Per questo motivo, dovete alzare le antenne quando, a livello mediatico, si impone un termine “originale”. Nel nostro caso, quel termine è “negazionismo”. Il suo preciso scopo è quello di bollare alla stregua di matti i sani. E cioè quelli che negano le panzane del regime e si rifiutano di dar credito alla sua propaganda. Ma “matti” non è ancora abbastanza, per il Sistema.
Bisogna far capire al popolo bue che si tratta di matti pericolosi, da TSO. E, quindi, per calcare il concetto, hanno inventato un epiteto non solo offensivo (se sei negazionista, significa che neghi la realtà, e quindi sei matto da legare), ma “evocativo” al sommo grado. Infatti, fino a ieri il “negazionista” era lo spregevole negatore del dramma epocale dell’Olocausto. Capite quanto sottile, e potente, possa essere un vocabolo, il “verbo”, se dolosamente impiegato con il diabolico intento di inquinare i pozzi della coscienza collettiva e di un libero dibattito democratico?

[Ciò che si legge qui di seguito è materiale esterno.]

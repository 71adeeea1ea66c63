use chrono::{DateTime, NaiveDate, Utc};
use rust_decimal::Decimal;
use serde::{Deserialize, Serialize};
use uuid::Uuid;
use validator::Validate;

/// A club member who owes or pays ledger entries.
#[derive(Debug, Clone, Serialize, Deserialize, PartialEq)]
pub struct Payer {
    pub id: Uuid,
    pub first_name: String,
    pub last_name: String,
    /// Contact handle used for payment notifications and as the login id.
    pub phone_number: Option<String>,
    pub is_admin: bool,
    pub created_at: DateTime<Utc>,
    pub updated_at: DateTime<Utc>,
}

impl Payer {
    pub fn full_name(&self) -> String {
        format!("{} {}", self.first_name, self.last_name)
    }
}

#[derive(Debug, Clone, Copy, Serialize, Deserialize, PartialEq, Eq)]
pub enum MembershipStatus {
    Pending,
    Active,
    Inactive,
}

impl MembershipStatus {
    pub fn as_str(&self) -> &'static str {
        match self {
            MembershipStatus::Pending => "Pending",
            MembershipStatus::Active => "Active",
            MembershipStatus::Inactive => "Inactive",
        }
    }
}

impl std::str::FromStr for MembershipStatus {
    type Err = String;

    fn from_str(s: &str) -> Result<Self, Self::Err> {
        match s {
            "Pending" => Ok(MembershipStatus::Pending),
            "Active" => Ok(MembershipStatus::Active),
            "Inactive" => Ok(MembershipStatus::Inactive),
            _ => Err(format!("Invalid membership status: {}", s)),
        }
    }
}

#[derive(Debug, Clone, Serialize, Deserialize)]
pub struct Membership {
    pub payer_id: Uuid,
    pub join_date: NaiveDate,
    pub status: MembershipStatus,
}

#[derive(Debug, Clone, Serialize, Deserialize)]
pub struct Subscription {
    pub payer_id: Uuid,
    /// `None` when no rate is configured or the stored value is unreadable;
    /// such a payer is not billable.
    pub monthly_rate: Option<Decimal>,
    pub start_date: NaiveDate,
}

#[derive(Debug, Clone, Serialize, Deserialize, Validate)]
pub struct CreatePayerRequest {
    #[validate(length(min = 1, max = 50))]
    pub first_name: String,
    #[validate(length(min = 1, max = 50))]
    pub last_name: String,
    #[validate(length(min = 6, max = 20))]
    pub phone_number: Option<String>,
    #[validate(length(min = 8))]
    #[serde(skip_serializing)]
    pub password: Option<String>,
    #[serde(default)]
    pub is_admin: bool,
    /// Overrides the configured default monthly rate.
    pub monthly_rate: Option<Decimal>,
}

#[derive(Debug, Clone, Serialize, Deserialize, Default, Validate)]
pub struct UpdatePayerRequest {
    #[validate(length(min = 1, max = 50))]
    pub first_name: Option<String>,
    #[validate(length(min = 1, max = 50))]
    pub last_name: Option<String>,
    #[validate(length(min = 6, max = 20))]
    pub phone_number: Option<String>,
    pub is_admin: Option<bool>,
}
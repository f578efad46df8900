//! Reading project files and writing reports.

mod converter;
mod document;
mod oid;

pub use converter::{ConvertError, Converter};
pub use document::{LoadError, MissingAttribute, NotFound, Row, RowStore, Table};
pub use oid::{EmptyOidError, Oid};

Le parole sono “vive”. Ma possono anche uccidere. Sono giacimenti profondissimi di emozioni, sentimenti, stati d’animo. Per questo dobbiamo stare all’erta, e rifiutare deliberatamente il loro uso distorsivo o criminale. Il vero “negazionista” è chi nega il diritto di espressione, di critica, di dissenso. E per farlo non esita a manipolare la mente dei superficiali, degli ingenui, degli sprovveduti. Memore dell’antico adagio: vulgus vult decipi, ergo decipiatur. Il popolo vuol essere ingannato; dunque lo sia.